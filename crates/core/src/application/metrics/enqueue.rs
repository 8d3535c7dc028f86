// Enqueue Use Case (deferred delivery)

use crate::domain::{JobId, MetricValue, NewJob};
use crate::error::Result;
use crate::port::{JobStore, TimeProvider};
use tracing::debug;

/// Enqueue request: one metric to be delivered later by a runner
#[derive(Debug, Clone)]
pub struct EnqueueRequest {
    pub application_id: String,
    pub metric_name: String,
    pub value: MetricValue,
    pub distinct_id: Option<String>,
}

/// Execute enqueue use case
///
/// Serializes the value and inserts a single unlocked job with attempts = 0.
/// No network call happens here.
///
/// # Arguments
///
/// * `job_store` - Job store
/// * `time_provider` - Time provider (injected for determinism)
/// * `req` - Enqueue request
pub async fn execute(
    job_store: &dyn JobStore,
    time_provider: &dyn TimeProvider,
    req: EnqueueRequest,
) -> Result<JobId> {
    let value = req.value.encode()?;

    let job = NewJob::new(
        req.application_id,
        req.metric_name,
        value,
        req.distinct_id,
        time_provider.now_millis(),
    );

    let job_id = job_store.insert(&job).await?;
    debug!(job_id = %job_id, metric = %job.metric_name, "Metric queued for delayed delivery");

    Ok(job_id)
}

#[cfg(test)]
mod tests {
    use super::*;
    use crate::error::AppError;
    use crate::port::job_store::mocks::InMemoryJobStore;
    use crate::port::time_provider::mocks::ManualClock;

    #[tokio::test]
    async fn test_inserts_unlocked_job() {
        let store = InMemoryJobStore::default();
        let clock = ManualClock::new(42_000);

        let req = EnqueueRequest {
            application_id: "app1".to_string(),
            metric_name: "signups".to_string(),
            value: MetricValue::from(1i64),
            distinct_id: Some("user-1".to_string()),
        };
        let id = execute(&store, &clock, req).await.unwrap();

        let job = store.find_by_id(id).await.unwrap().unwrap();
        assert_eq!(job.application_id, "app1");
        assert_eq!(job.value.as_str(), "1");
        assert_eq!(job.distinct_id.as_deref(), Some("user-1"));
        assert_eq!(job.created_at, 42_000);
        assert_eq!(job.attempts, 0);
        assert_eq!(job.lock_id, None);
    }

    #[tokio::test]
    async fn test_unencodable_value_is_not_queued() {
        let store = InMemoryJobStore::default();
        let clock = ManualClock::new(0);

        let req = EnqueueRequest {
            application_id: "app1".to_string(),
            metric_name: "ratio".to_string(),
            value: MetricValue::from(f64::NAN),
            distinct_id: None,
        };
        let err = execute(&store, &clock, req).await.unwrap_err();

        assert!(matches!(err, AppError::Serialization(_)));
        assert!(store.jobs().is_empty());
    }
}
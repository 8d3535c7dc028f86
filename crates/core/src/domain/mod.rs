// Domain Layer - Pure business logic and entities

pub mod job;
pub mod metric;

// Re-exports
pub use job::{CompletedJob, Job, JobId, NewJob, RunId};
pub use metric::{EncodedValue, MetricValue, Scalar};
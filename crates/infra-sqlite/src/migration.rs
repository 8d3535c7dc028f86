// Migration Runner

use crate::error::map_sqlx_error;
use restful_metrics_core::error::Result;
use sqlx::SqlitePool;
use tracing::info;

/// Run database migrations
pub async fn run_migrations(pool: &SqlitePool) -> Result<()> {
    info!("Running database migrations...");

    // Check if schema_version table exists
    let table_exists: i64 = sqlx::query_scalar(
        "SELECT COUNT(*) FROM sqlite_master WHERE type='table' AND name='schema_version'",
    )
    .fetch_one(pool)
    .await
    .map_err(map_sqlx_error)?;

    let current_version: i64 = if table_exists > 0 {
        sqlx::query_scalar("SELECT version FROM schema_version ORDER BY version DESC LIMIT 1")
            .fetch_optional(pool)
            .await
            .map_err(map_sqlx_error)?
            .unwrap_or(0)
    } else {
        0
    };

    info!("Current schema version: {}", current_version);

    // Apply migrations sequentially
    if current_version < 1 {
        info!("Applying migration 001: Job queue and audit log");
        apply_migration(pool, include_str!("../migrations/001_initial_schema.sql")).await?;
    }

    if current_version < 2 {
        info!("Applying migration 002: Lock timestamp");
        apply_migration(pool, include_str!("../migrations/002_add_lock_timestamp.sql")).await?;
    }

    info!("All migrations applied successfully");
    Ok(())
}

/// Apply a single migration SQL file
async fn apply_migration(pool: &SqlitePool, sql: &str) -> Result<()> {
    // Execute migration in a transaction
    let mut tx = pool.begin().await.map_err(map_sqlx_error)?;

    // Split by semicolon and execute each statement
    for statement in sql.split(';') {
        // Remove comments and trim
        let clean_statement: String = statement
            .lines()
            .filter(|line| !line.trim().starts_with("--"))
            .collect::<Vec<_>>()
            .join("\n")
            .trim()
            .to_string();

        if !clean_statement.is_empty() {
            sqlx::query(&clean_statement)
                .execute(&mut *tx)
                .await
                .map_err(map_sqlx_error)?;
        }
    }

    tx.commit().await.map_err(map_sqlx_error)?;
    Ok(())
}
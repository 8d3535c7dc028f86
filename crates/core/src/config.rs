// Client configuration (passed explicitly, no process-wide client)

use serde::{Deserialize, Serialize};

use crate::error::{AppError, Result};

/// How `add_metric` delivers: straight to the transport, or via the job table
#[derive(Debug, Clone, Copy, PartialEq, Eq, Default, Serialize, Deserialize)]
#[serde(rename_all = "snake_case")]
pub enum DeliveryMode {
    #[default]
    Synchronous,
    Deferred,
}

/// Metrics client configuration
#[derive(Debug, Clone, Default, Serialize, Deserialize)]
#[serde(default)]
pub struct MetricsConfig {
    /// Account API key
    pub api_key: Option<String>,

    /// Application identifier
    pub application_id: Option<String>,

    /// Distinct user id applied when `add_metric` gets none
    pub distinct_id: Option<String>,

    pub mode: DeliveryMode,

    /// Suppress all metrics (staging/development)
    pub disabled: bool,
}

impl MetricsConfig {
    pub fn new(api_key: impl Into<String>, application_id: impl Into<String>) -> Self {
        Self {
            api_key: Some(api_key.into()),
            application_id: Some(application_id.into()),
            ..Default::default()
        }
    }

    pub fn with_mode(mut self, mode: DeliveryMode) -> Self {
        self.mode = mode;
        self
    }

    pub fn with_distinct_id(mut self, distinct_id: impl Into<String>) -> Self {
        self.distinct_id = Some(distinct_id.into());
        self
    }

    pub fn disabled(mut self, disabled: bool) -> Self {
        self.disabled = disabled;
        self
    }

    /// Check credentials and return the configured application id
    pub fn require_credentials(&self) -> Result<&str> {
        if non_empty(&self.api_key).is_none() {
            return Err(AppError::Configuration(
                "API Key must be set before adding metrics".to_string(),
            ));
        }
        non_empty(&self.application_id).ok_or_else(|| {
            AppError::Configuration(
                "Application identifier must be set before adding metrics".to_string(),
            )
        })
    }
}

fn non_empty(value: &Option<String>) -> Option<&str> {
    value.as_deref().filter(|s| !s.is_empty())
}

--*--

### WHAT THIS TASK INVOLVES
Return all of the data above exactly, leaving out no line.

### ANSWER SECTION
filename crates/core/src/application/metrics/enqueue.rs
repository 8d3535c7dc028f86
// Enqueue Use Case (deferred delivery)

use crate::domain::{JobId, MetricValue, NewJob};
use crate::error::Result;
use crate::port::{JobStore, TimeProvider};
use tracing::debug;

/// Enqueue request: one metric to be delivered later by a runner
#[derive(Debug, Clone)]
pub struct EnqueueRequest {
    pub application_id: String,
    pub metric_name: String,
    pub value: MetricValue,
    pub distinct_id: Option<String>,
}

/// Execute enqueue use case
///
/// Serializes the value and inserts a single unlocked job with attempts = 0.
/// No network call happens here.
///
/// # Arguments
///
/// * `job_store` - Job store
/// * `time_provider` - Time provider (injected for determinism)
/// * `req` - Enqueue request
pub async fn execute(
    job_store: &dyn JobStore,
    time_provider: &dyn TimeProvider,
    req: EnqueueRequest,
) -> Result<JobId> {
    let value = req.value.encode()?;

    let job = NewJob::new(
        req.application_id,
        req.metric_name,
        value,
        req.distinct_id,
        time_provider.now_millis(),
    );

    let job_id = job_store.insert(&job).await?;
    debug!(job_id = %job_id, metric = %job.metric_name, "Metric queued for delayed delivery");

    Ok(job_id)
}

#[cfg(test)]
mod tests {
    use super::*;
    use crate::error::AppError;
    use crate::port::job_store::mocks::InMemoryJobStore;
    use crate::port::time_provider::mocks::ManualClock;

    #[tokio::test]
    async fn test_inserts_unlocked_job() {
        let store = InMemoryJobStore::default();
        let clock = ManualClock::new(42_000);

        let req = EnqueueRequest {
            application_id: "app1".to_string(),
            metric_name: "signups".to_string(),
            value: MetricValue::from(1i64),
            distinct_id: Some("user-1".to_string()),
        };
        let id = execute(&store, &clock, req).await.unwrap();

        let job = store.find_by_id(id).await.unwrap().unwrap();
        assert_eq!(job.application_id, "app1");
        assert_eq!(job.value.as_str(), "1");
        assert_eq!(job.distinct_id.as_deref(), Some("user-1"));
        assert_eq!(job.created_at, 42_000);
        assert_eq!(job.attempts, 0);
        assert_eq!(job.lock_id, None);
    }

    #[tokio::test]
    async fn test_unencodable_value_is_not_queued() {
        let store = InMemoryJobStore::default();
        let clock = ManualClock::new(0);

        let req = EnqueueRequest {
            application_id: "app1".to_string(),
            metric_name: "ratio".to_string(),
            value: MetricValue::from(f64::NAN),
            distinct_id: None,
        };
        let err = execute(&store, &clock, req).await.unwrap_err();

        assert!(matches!(err, AppError::Serialization(_)));
        assert!(store.jobs().is_empty());
    }
}
repository 8d3535c7dc028f86
filename crates/core/src/domain/mod.rs
// Domain Layer - Pure business logic and entities

pub mod job;
pub mod metric;

// Re-exports
pub use job::{CompletedJob, Job, JobId, NewJob, RunId};
pub use metric::{EncodedValue, MetricValue, Scalar};
filename crates/infra-sqlite/src/migration.rs
repository 8d3535c7dc028f86
// Migration Runner

use crate::error::map_sqlx_error;
use restful_metrics_core::error::Result;
use sqlx::SqlitePool;
use tracing::info;

/// Run database migrations
pub async fn run_migrations(pool: &SqlitePool) -> Result<()> {
    info!("Running database migrations...");

    // Check if schema_version table exists
    let table_exists: i64 = sqlx::query_scalar(
        "SELECT COUNT(*) FROM sqlite_master WHERE type='table' AND name='schema_version'",
    )
    .fetch_one(pool)
    .await
    .map_err(map_sqlx_error)?;

    let current_version: i64 = if table_exists > 0 {
        sqlx::query_scalar("SELECT version FROM schema_version ORDER BY version DESC LIMIT 1")
            .fetch_optional(pool)
            .await
            .map_err(map_sqlx_error)?
            .unwrap_or(0)
    } else {
        0
    };

    info!("Current schema version: {}", current_version);

    // Apply migrations sequentially
    if current_version < 1 {
        info!("Applying migration 001: Job queue and audit log");
        apply_migration(pool, include_str!("../migrations/001_initial_schema.sql")).await?;
    }

    if current_version < 2 {
        info!("Applying migration 002: Lock timestamp");
        apply_migration(pool, include_str!("../migrations/002_add_lock_timestamp.sql")).await?;
    }

    info!("All migrations applied successfully");
    Ok(())
}

/// Apply a single migration SQL file
async fn apply_migration(pool: &SqlitePool, sql: &str) -> Result<()> {
    // Execute migration in a transaction
    let mut tx = pool.begin().await.map_err(map_sqlx_error)?;

    // Split by semicolon and execute each statement
    for statement in sql.split(';') {
        // Remove comments and trim
        let clean_statement: String = statement
            .lines()
            .filter(|line| !line.trim().starts_with("--"))
            .collect::<Vec<_>>()
            .join("\n")
            .trim()
            .to_string();

        if !clean_statement.is_empty() {
            sqlx::query(&clean_statement)
                .execute(&mut *tx)
                .await
                .map_err(map_sqlx_error)?;
        }
    }

    tx.commit().await.map_err(map_sqlx_error)?;
    Ok(())
}
repository 8d3535c7dc028f86
filename crates/core/src/config.rs
// Client configuration (passed explicitly, no process-wide client)

use serde::{Deserialize, Serialize};

use crate::error::{AppError, Result};

/// How `add_metric` delivers: straight to the transport, or via the job table
#[derive(Debug, Clone, Copy, PartialEq, Eq, Default, Serialize, Deserialize)]
#[serde(rename_all = "snake_case")]
pub enum DeliveryMode {
    #[default]
    Synchronous,
    Deferred,
}

/// Metrics client configuration
#[derive(Debug, Clone, Default, Serialize, Deserialize)]
#[serde(default)]
pub struct MetricsConfig {
    /// Account API key
    pub api_key: Option<String>,

    /// Application identifier
    pub application_id: Option<String>,

    /// Distinct user id applied when `add_metric` gets none
    pub distinct_id: Option<String>,

    pub mode: DeliveryMode,

    /// Suppress all metrics (staging/development)
    pub disabled: bool,
}

impl MetricsConfig {
    pub fn new(api_key: impl Into<String>, application_id: impl Into<String>) -> Self {
        Self {
            api_key: Some(api_key.into()),
            application_id: Some(application_id.into()),
            ..Default::default()
        }
    }

    pub fn with_mode(mut self, mode: DeliveryMode) -> Self {
        self.mode = mode;
        self
    }

    pub fn with_distinct_id(mut self, distinct_id: impl Into<String>) -> Self {
        self.distinct_id = Some(distinct_id.into());
        self
    }

    pub fn disabled(mut self, disabled: bool) -> Self {
        self.disabled = disabled;
        self
    }

    /// Check credentials and return the configured application id
    pub fn require_credentials(&self) -> Result<&str> {
        if non_empty(&self.api_key).is_none() {
            return Err(AppError::Configuration(
                "API Key must be set before adding metrics".to_string(),
            ));
        }
        non_empty(&self.application_id).ok_or_else(|| {
            AppError::Configuration(
                "Application identifier must be set before adding metrics".to_string(),
            )
        })
    }
}

fn non_empty(value: &Option<String>) -> Option<&str> {
    value.as_deref().filter(|s| !s.is_empty())
}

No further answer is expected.